Chi si accinge a leggere questo libro deve avere presente che non è una storia della cucina, ma una sua narrazione antropologica che riguarda alcuni degli infiniti aspetti che la cucina ha assunto in un periodo di alcuni secoli, che vanno dall’inizio del 1500 alla fine del 1800, segnati da due eventi epocali. Il primo l’apertura dell’Europa al mondo e la perdita della centralità del Mediterraneo, il secondo il crollo di sistemi autocratici con i loro stili di vita. Per l’estrema complessità, arbitraria è stata la scelta dei fatti, degli episodi, dei miti e dei racconti e per questo la presente è solo una delle tante se non infinite, altre possibili narrazioni della cucina e della gastronomia che nel periodo rinascimentale, barocco e dell’Illuminismo portano allo sviluppo della borghesia e delle sue cucine. Un racconto questo, inoltre, di cucine di chi ha vinto lasciando scritti e documenti, e non delle innu- merevoli folle di vinti che sono scomparsi senza lasciare tracce, se non le labili memorie della loro fame e delle anonime invenzioni di cui sono intessute le cucine tradizionali.

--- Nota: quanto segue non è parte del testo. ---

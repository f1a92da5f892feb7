pub mod movie;

use axum::{
    Json,
    extract::{
        FromRequest, FromRequestParts, Path, Request,
        rejection::{JsonRejection, PathRejection},
    },
};
use http::request::Parts;
use serde::de::DeserializeOwned;

use crate::{error::ApiError, state::AppState};

/// JSON body extractor that reports malformed input as [`ApiError::BadRequest`].
#[derive(Debug, Clone, Copy, Default)]
pub struct JsonBody<T>(pub T);

impl<T> FromRequest<AppState> for JsonBody<T>
where
    T: DeserializeOwned,
{
    type Rejection = ApiError;

    async fn from_request(req: Request, state: &AppState) -> Result<Self, Self::Rejection> {
        let Json(value) = Json::<T>::from_request(req, state)
            .await
            .map_err(|e: JsonRejection| ApiError::BadRequest(e.body_text()))?;
        Ok(JsonBody(value))
    }
}

/// Record id from the path. An id that does not parse as `i64` names no
/// record, so it is reported as [`ApiError::NotFound`].
#[derive(Debug, Clone, Copy)]
pub struct IdPath(pub i64);

impl FromRequestParts<AppState> for IdPath {
    type Rejection = ApiError;

    async fn from_request_parts(
        parts: &mut Parts,
        state: &AppState,
    ) -> Result<Self, Self::Rejection> {
        let Path(id) = Path::<i64>::from_request_parts(parts, state)
            .await
            .map_err(|e: PathRejection| ApiError::NotFound(e.body_text()))?;
        Ok(IdPath(id))
    }
}

pub fn router() -> axum::Router<AppState> {
    axum::Router::new().nest("/v1/movies", movie::router())
}
use greenlight_server::{
    Result,
    config::{Parser as _, ServerConfig},
    run::run,
};
use tracing_subscriber::EnvFilter;

#[tokio::main]
async fn main() -> Result<()> {
    tracing_subscriber::fmt()
        .with_env_filter(
            EnvFilter::try_from_default_env().unwrap_or_else(|_| EnvFilter::new("info")),
        )
        .init();

    let args = ServerConfig::parse();
    run(args).await
}
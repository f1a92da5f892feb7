//! JSON representation of [`Runtime`] as `"<n> mins"`.
//!
//! Use with `#[serde(with = "crate::runtime")]`.

use greenlight_dal::movie::Runtime;
use serde::{Deserialize as _, Deserializer, Serializer, de};

const UNIT: &str = "mins";

#[derive(Debug, thiserror::Error, PartialEq, Eq)]
#[error("invalid runtime format")]
pub struct InvalidRuntimeFormat;

pub fn format_runtime(runtime: Runtime) -> String {
    format!("{} {UNIT}", runtime.minutes())
}

pub fn parse_runtime(value: &str) -> Result<Runtime, InvalidRuntimeFormat> {
    let (minutes, unit) = value.split_once(' ').ok_or(InvalidRuntimeFormat)?;
    if unit != UNIT {
        return Err(InvalidRuntimeFormat);
    }
    minutes
        .parse::<i32>()
        .map(Runtime::new)
        .map_err(|_| InvalidRuntimeFormat)
}

pub fn serialize<S>(runtime: &Runtime, serializer: S) -> Result<S::Ok, S::Error>
where
    S: Serializer,
{
    serializer.serialize_str(&format_runtime(*runtime))
}

pub fn deserialize<'de, D>(deserializer: D) -> Result<Runtime, D::Error>
where
    D: Deserializer<'de>,
{
    let value =
        String::deserialize(deserializer).map_err(|_| de::Error::custom(InvalidRuntimeFormat))?;
    parse_runtime(&value).map_err(de::Error::custom)
}

pub fn deserialize_option<'de, D>(deserializer: D) -> Result<Option<Runtime>, D::Error>
where
    D: Deserializer<'de>,
{
    let value = Option::<String>::deserialize(deserializer)
        .map_err(|_| de::Error::custom(InvalidRuntimeFormat))?;
    value
        .map(|v| parse_runtime(&v).map_err(de::Error::custom))
        .transpose()
}

pub fn is_zero(runtime: &Runtime) -> bool {
    runtime.minutes() == 0
}

#[cfg(test)]
mod tests {
    use serde::{Deserialize, Serialize};

    use super::*;

    #[derive(Debug, Serialize, Deserialize)]
    struct Film {
        #[serde(with = "crate::runtime")]
        runtime: Runtime,
    }

    #[test]
    fn test_parse_runtime() {
        assert_eq!(parse_runtime("107 mins"), Ok(Runtime::new(107)));
        assert_eq!(parse_runtime("-5 mins"), Ok(Runtime::new(-5)));
        for bad in ["107", "107 min", "107mins", "mins", "abc mins", "107  mins", ""] {
            assert_eq!(parse_runtime(bad), Err(InvalidRuntimeFormat), "{bad:?}");
        }
    }

    #[test]
    fn test_runtime_json() {
        let film = Film {
            runtime: Runtime::new(102),
        };
        assert_eq!(
            serde_json::to_string(&film).unwrap(),
            r#"{"runtime":"102 mins"}"#
        );

        let film: Film = serde_json::from_str(r#"{"runtime":"95 mins"}"#).unwrap();
        assert_eq!(film.runtime, Runtime::new(95));

        let err = serde_json::from_str::<Film>(r#"{"runtime":95}"#).unwrap_err();
        assert!(err.to_string().contains("invalid runtime format"));
    }
}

Nella presente narrazione si sono dovuti affrontare, cercando di superarli, i limiti artificiali dei tempi che non hanno precisi riferimenti con la vita di cui la cucina è intessuta, perché i fenomeni culinari e gastronomici hanno una vita autonoma rispetto ai tempi cronologici. Si è cercato di superare il problema posizionando il racconto di singoli eventi quando questi assumono la maggiore evidenza.

In questa raccolta di notizie di diversa origine e ricavata da scritti personali, voluta è la mancanza di una bibliografia, spesso soltanto espressione vanitosa dell’autore, superflua per lo specialista e inutile per il comune lettore che, se vuole approfondire qualche specifico argomento, ha a disposizione un vastissimo e efficiente sistema bibliografico informatizzato.